La vraie fidélité ne consiste pas à s’efforcer d’exprimer toutes les nuances du texte, une vie n’y suffirait pas, à supposer que cela soit possible. Elle est de ne point y glisser des mots ou des expressions, retenus pour leur élégance ou leur beauté, et qui ne s’y trouvent pas. Le traducteur doit se méfier des effets de style, des embellissements superfétatoires qui vont l’entraîner loin de la fidélité  au moment même où il proclame, la main sur le cœur, qu’elle est son permanent souci.

« Notre idéal a été d’une fidélité exigeante : fidélité au texte, mais aussi à sa musicalité, fidélité au sens autant qu’à la nuance pas d’enjolivement ni d’ornement supplémentaires ; mais surtout nulle image qui ne soit respectée (…) Chaque expression a été rendue du mieux possible… ». Or, tout linguiste sait de science certaine qu’il est rarissime que, d’une langue à l’autre, fussent-elles proches, le sens de deux mots, de deux expressions, de deux formules puissent être identiques. Il est encore plus improbable qu’ils aient les mêmes connotations, comportent les mêmes implications, sécrètent  les mêmes sous-entendus ou éveillent les mêmes échos. Que dire du français et de l’arabe qui sont aussi dissemblables que deux langues puissent l’être ?

La revendication de fidélité proclamée par les traducteurs est à l’évidence un slogan creux et sonore. D’abord le choix de la rime les conduit au délayage. C’est ainsi quatre vers français sont nécessaires pour rendre un vers arabe. De plus, les traducteurs chargent d’implications ou de connotations chrétiennes les vers d’Al-Ma’arri qui est, rappelons-le, de culture musulmane.

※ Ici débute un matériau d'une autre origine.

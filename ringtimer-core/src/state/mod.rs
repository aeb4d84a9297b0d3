//! Application state machine
//!
//! The appliance is always in exactly one of four states. Transitions are a
//! pure function of the current state and an event; side effects on the
//! timer are performed by the controller before the event is raised.

pub mod events;
pub mod machine;

pub use events::AppEvent;
pub use machine::AppState;
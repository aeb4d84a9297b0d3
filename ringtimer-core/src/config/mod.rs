//! Configuration types
//!
//! Board-agnostic configuration, fixed for the lifetime of a run.

pub mod types;

pub use types::*;
//! Per-poll runtime step
//!
//! One call to [`Runtime::poll`] is one iteration of the fixed-period main
//! loop: input in, state advanced, one frame out.

use ringtimer_hal::PixelWriter;
use rgb::RGB8;

use crate::animation::{pixel_buffer, AnimationEngine, PixelBuffer};
use crate::config::{Config, ConfigError};
use crate::controller::Controller;
use crate::error::Error;
use crate::input::InputEvents;
use crate::traits::{DisplayDriver, DisplayExt, View};

/// Main-loop state owned by the poll context
pub struct Runtime {
    controller: Controller,
    engine: AnimationEngine,
    frame: PixelBuffer,
    last_view: Option<View>,
}

impl Runtime {
    /// Build the runtime for a validated configuration
    pub fn new(config: &Config) -> Result<Self, ConfigError> {
        config.validate()?;
        let frame =
            pixel_buffer(config.num_pixels as usize).map_err(|_| ConfigError::InvalidPixelCount)?;

        info!("Runtime ready: {}", config);
        Ok(Self {
            controller: Controller::new(config),
            engine: AnimationEngine::new(),
            frame,
            last_view: None,
        })
    }

    pub fn controller(&self) -> &Controller {
        &self.controller
    }

    /// Engine access for registering a custom renderer or pulse band
    pub fn engine_mut(&mut self) -> &mut AnimationEngine {
        &mut self.engine
    }

    /// Last rendered frame
    pub fn frame(&self) -> &[RGB8] {
        &self.frame
    }

    /// Run one poll cycle
    ///
    /// Pixels are flushed exactly once; the display is redrawn only when
    /// its view changed since the last successful redraw.
    pub fn poll<P, D>(
        &mut self,
        now_ms: u32,
        input: InputEvents,
        pixels: &mut P,
        display: &mut D,
    ) -> Result<(), Error>
    where
        P: PixelWriter,
        D: DisplayDriver,
    {
        self.controller.handle_steps(input.steps);
        if let Some(edge) = input.button {
            self.controller.handle_button(edge, now_ms);
        }
        self.controller.update_timer(now_ms);
        self.controller.tick(now_ms);

        let (kind, params) = self.controller.animation(now_ms);
        self.engine.render(kind, &params, &mut self.frame);

        pixels.write_frame(&self.frame)?;
        pixels.flush()?;

        let view = self.controller.view(now_ms);
        if self.last_view != Some(view) {
            display.show(view)?;
            self.last_view = Some(view);
        }

        Ok(())
    }
}
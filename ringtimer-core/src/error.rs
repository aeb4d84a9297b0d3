//! Core error type
//!
//! Every failure in the core is local: the operation is rejected and the
//! caller stays in its previous state. Nothing here is fatal and nothing
//! is retried.

use ringtimer_hal::HalError;

use crate::traits::DisplayError;

/// Errors surfaced by the control core
#[derive(Debug, Clone, Copy, PartialEq, Eq)]
#[cfg_attr(feature = "defmt", derive(defmt::Format))]
pub enum Error {
    /// A countdown was requested with a zero duration
    InvalidDuration,
    /// Pause/resume requested from a state that does not allow it
    TimerNotRunning,
    /// Start requested while the timer is not stopped
    TimerAlreadyRunning,
    /// A hardware collaborator (pixels, display) reported a failure
    HardwareError,
    /// A fixed-capacity buffer could not hold the requested size
    MemoryError,
}

impl From<HalError> for Error {
    fn from(_: HalError) -> Self {
        Error::HardwareError
    }
}

impl From<DisplayError> for Error {
    fn from(_: DisplayError) -> Self {
        Error::HardwareError
    }
}
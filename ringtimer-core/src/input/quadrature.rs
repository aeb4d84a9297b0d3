//! Quadrature decoding
//!
//! Pure state-table decoder for a two-line rotary encoder. It has no
//! notion of time, so it can run in the pin-change interrupt while the
//! rest of the core polls.

/// Rotation direction of one encoder step
#[derive(Debug, Clone, Copy, PartialEq, Eq)]
#[cfg_attr(feature = "defmt", derive(defmt::Format))]
pub enum Direction {
    /// One step clockwise (+1)
    Clockwise,
    /// One step counter-clockwise (-1)
    CounterClockwise,
}

impl Direction {
    /// Signed delta of this step
    pub fn delta(self) -> i32 {
        match self {
            Direction::Clockwise => 1,
            Direction::CounterClockwise => -1,
        }
    }
}

/// Both encoder lines sampled at the same instant
#[derive(Debug, Clone, Copy, PartialEq, Eq)]
#[cfg_attr(feature = "defmt", derive(defmt::Format))]
pub struct QuadratureSample {
    /// Clock line (A) level
    pub clock: bool,
    /// Data line (B) level
    pub data: bool,
}

impl QuadratureSample {
    /// Create a sample from the two line levels
    pub const fn new(clock: bool, data: bool) -> Self {
        Self { clock, data }
    }

    /// 2-bit encoding: clock is the high bit, data the low bit
    pub const fn encoded(self) -> u8 {
        ((self.clock as u8) << 1) | self.data as u8
    }
}

/// Map a 4-bit transition code `(previous << 2) | current` to a step
///
/// A valid transition changes exactly one line. No-change codes and
/// codes where both lines flipped at once decode to `None`.
pub const fn step_for_code(code: u8) -> Option<Direction> {
    match code & 0b1111 {
        0b1101 | 0b0100 | 0b0010 | 0b1011 => Some(Direction::Clockwise),
        0b1110 | 0b0111 | 0b0001 | 0b1000 => Some(Direction::CounterClockwise),
        _ => None,
    }
}

/// Quadrature state-table decoder
#[derive(Debug, Clone, Default)]
pub struct QuadratureDecoder {
    /// Previous 2-bit line encoding
    last_encoded: u8,
}

impl QuadratureDecoder {
    /// Create a decoder assuming both lines start low
    pub const fn new() -> Self {
        Self { last_encoded: 0 }
    }

    /// Create a decoder seeded with the lines' current levels
    pub const fn with_initial(sample: QuadratureSample) -> Self {
        Self {
            last_encoded: sample.encoded(),
        }
    }

    /// Advance the table with a new sample
    ///
    /// Returns the step implied by the transition from the previous
    /// sample, if it was a valid single-line change.
    pub fn decode(&mut self, sample: QuadratureSample) -> Option<Direction> {
        let encoded = sample.encoded();
        let code = (self.last_encoded << 2) | encoded;
        self.last_encoded = encoded;
        step_for_code(code)
    }
}

#[cfg(test)]
mod tests {
    use super::*;
    use proptest::prelude::*;

    const CLOCKWISE: [u8; 4] = [0b1101, 0b0100, 0b0010, 0b1011];
    const COUNTER_CLOCKWISE: [u8; 4] = [0b1110, 0b0111, 0b0001, 0b1000];

    fn sample(encoded: u8) -> QuadratureSample {
        QuadratureSample::new(encoded & 0b10 != 0, encoded & 0b01 != 0)
    }

    #[test]
    fn test_valid_codes() {
        for code in CLOCKWISE {
            assert_eq!(step_for_code(code), Some(Direction::Clockwise));
        }
        for code in COUNTER_CLOCKWISE {
            assert_eq!(step_for_code(code), Some(Direction::CounterClockwise));
        }
    }

    #[test]
    fn test_every_other_code_is_ignored() {
        let decoded = (0u8..16).filter(|code| step_for_code(*code).is_some()).count();
        assert_eq!(decoded, 8);

        // No change and double transitions
        for code in [0b0000, 0b0101, 0b1010, 0b1111, 0b0011, 0b0110, 0b1001, 0b1100] {
            assert_eq!(step_for_code(code), None);
        }
    }

    #[test]
    fn test_decoder_uses_previous_sample() {
        // 00 -> 01 is code 0b0001
        let mut decoder = QuadratureDecoder::new();
        assert_eq!(
            decoder.decode(sample(0b01)),
            Some(Direction::CounterClockwise)
        );

        // 01 -> 11 is code 0b0111
        assert_eq!(
            decoder.decode(sample(0b11)),
            Some(Direction::CounterClockwise)
        );

        // 11 -> 11: no change
        assert_eq!(decoder.decode(sample(0b11)), None);
    }

    #[test]
    fn test_full_clockwise_detent() {
        // 11 -> 01 -> 00 -> 10 -> 11
        let mut decoder = QuadratureDecoder::with_initial(sample(0b11));
        let total: i32 = [0b01, 0b00, 0b10, 0b11]
            .into_iter()
            .filter_map(|s| decoder.decode(sample(s)))
            .map(Direction::delta)
            .sum();
        assert_eq!(total, 4);
    }

    #[test]
    fn test_full_counter_clockwise_detent() {
        // 11 -> 10 -> 00 -> 01 -> 11
        let mut decoder = QuadratureDecoder::with_initial(sample(0b11));
        let total: i32 = [0b10, 0b00, 0b01, 0b11]
            .into_iter()
            .filter_map(|s| decoder.decode(sample(s)))
            .map(Direction::delta)
            .sum();
        assert_eq!(total, -4);
    }

    #[test]
    fn test_direction_delta() {
        assert_eq!(Direction::Clockwise.delta(), 1);
        assert_eq!(Direction::CounterClockwise.delta(), -1);
    }

    proptest! {
        #[test]
        fn prop_decode_matches_table(previous in 0u8..4, current in 0u8..4) {
            let mut decoder = QuadratureDecoder::with_initial(sample(previous));
            let code = (previous << 2) | current;
            prop_assert_eq!(decoder.decode(sample(current)), step_for_code(code));
        }

        #[test]
        fn prop_reversing_a_path_cancels(path in proptest::collection::vec(0u8..4, 1..32)) {
            let mut decoder = QuadratureDecoder::with_initial(sample(0));
            let mut total = 0i32;
            for s in path.iter().copied() {
                total += decoder.decode(sample(s)).map(Direction::delta).unwrap_or(0);
            }
            for s in path.iter().rev().skip(1).copied().chain(core::iter::once(0)) {
                total += decoder.decode(sample(s)).map(Direction::delta).unwrap_or(0);
            }
            prop_assert_eq!(total, 0);
        }
    }
}
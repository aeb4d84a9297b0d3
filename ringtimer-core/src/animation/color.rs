//! 8-bit color arithmetic
//!
//! Integer-only helpers in the style of the usual LED-strip libraries.

use rgb::RGB8;

pub const BLACK: RGB8 = RGB8::new(0, 0, 0);
pub const WHITE: RGB8 = RGB8::new(255, 255, 255);
pub const RED: RGB8 = RGB8::new(255, 0, 0);
pub const GREEN: RGB8 = RGB8::new(0, 255, 0);

/// Quadratic perceptual correction: `(b² + 255) >> 8`
///
/// Maps 0 to 0 and 255 to 255, and keeps small non-zero inputs from
/// collapsing to black.
pub const fn gamma(brightness: u8) -> u8 {
    let b = brightness as u32;
    ((b * b + 255) >> 8) as u8
}

/// Scale one channel by `scale / 256`; may reach zero
pub const fn scale8(value: u8, scale: u8) -> u8 {
    ((value as u16 * scale as u16) >> 8) as u8
}

/// Scale one channel, never turning a lit channel fully off
///
/// A non-zero value scaled by a non-zero factor stays at least 1, and a
/// scale of 255 leaves the value unchanged.
pub const fn scale8_video(value: u8, scale: u8) -> u8 {
    let scaled = scale8(value, scale);
    if value != 0 && scale != 0 {
        scaled + 1
    } else {
        scaled
    }
}

/// Scale a color with [`scale8_video`] on each channel
pub const fn scale_video(color: RGB8, scale: u8) -> RGB8 {
    RGB8::new(
        scale8_video(color.r, scale),
        scale8_video(color.g, scale),
        scale8_video(color.b, scale),
    )
}

/// Scale a color with [`scale8`] on each channel (fades reach black)
pub const fn fade(color: RGB8, keep: u8) -> RGB8 {
    RGB8::new(
        scale8(color.r, keep),
        scale8(color.g, keep),
        scale8(color.b, keep),
    )
}

/// Channel-wise saturating sum
pub const fn add_saturating(a: RGB8, b: RGB8) -> RGB8 {
    RGB8::new(
        a.r.saturating_add(b.r),
        a.g.saturating_add(b.g),
        a.b.saturating_add(b.b),
    )
}

/// Convert a unit fraction to a 0-255 level, rounding to nearest
pub fn unit_to_u8(fraction: f32) -> u8 {
    (fraction.clamp(0.0, 1.0) * 255.0 + 0.5) as u8
}
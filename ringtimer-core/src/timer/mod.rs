//! Countdown timer
//!
//! Monotonic countdown with pause/resume and explicit completion events.

pub mod countdown;
pub mod events;

pub use countdown::{CountdownTimer, TimerState};
pub use events::{has_completed, TimerEvent, TimerEvents};
//! Input decoding
//!
//! Raw encoder and button line levels in, encoder steps and classified
//! button events out.

pub mod button;
pub mod counter;
pub mod encoder;
pub mod quadrature;

pub use button::{ButtonClassifier, ButtonEdge};
pub use counter::StepCounter;
pub use encoder::{ButtonInput, InputEvents, QuadratureInput};
pub use quadrature::{step_for_code, Direction, QuadratureDecoder, QuadratureSample};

Dans « J’ai l’âme incarcérée au fond d’un corps infect », il est peu probable que le poète renvoie à l’idée d’une chair coupable. Il semble qu’il faille y lire davantage une référence à la tradition platonicienne, qui lui arrive par Avicenne et son Poème de l’âme, à qui il aurait emprunté l’idée du corps-tombeau (sêma-sôma). Dans d’autres cas, on peut se demander si les traducteurs maîtrisent les nuances de la langue française, car il y a bien de la différence entre « lumière » et « lueur ». Or, le terme utilisé par al-Ma’arri est Nûr. Il n’est certes pas indifférent d’observer que Nûr est le titre d’une sourate du Coran dont l’incipit est « Dieu est la lumière des cieux et de la terre ». Dans le vers « ce monde est un amas miroitant d’eaux cruelles » Ni « miroitant » ni « cruelles » ne figurent dans le texte. Quand on rend « khibra » (expérience) par « conscience », le lecteur  reste perplexe. En outre, la traduction fourmille d’inexactitudes et les translateurs attribuent à l’auteur des vers qu’il n’a jamais écrits : alors que dans le texte original, il s’agit d’une interrogation « à propos d’une mauvaise nouvelle », la version propose : « Que nul ne songe à déterrer ma vie abjecte » (sic) De tels procédés conduisent forcément à répandre de la fausse monnaie d’autant qu’en affublant le bédouin Al-Ma’arri du style d’un poète gentilhomme de Louis XIV, on se livre à un travestissement dont le ridicule le dispute à la supercherie.

À la manière dont l’entreprise a été conduite, on voit mal comment elle aurait pu éviter la déroute. C’est un métier que de faire une traduction et, en l’espèce, il y a loin de la coupe aux lèvres.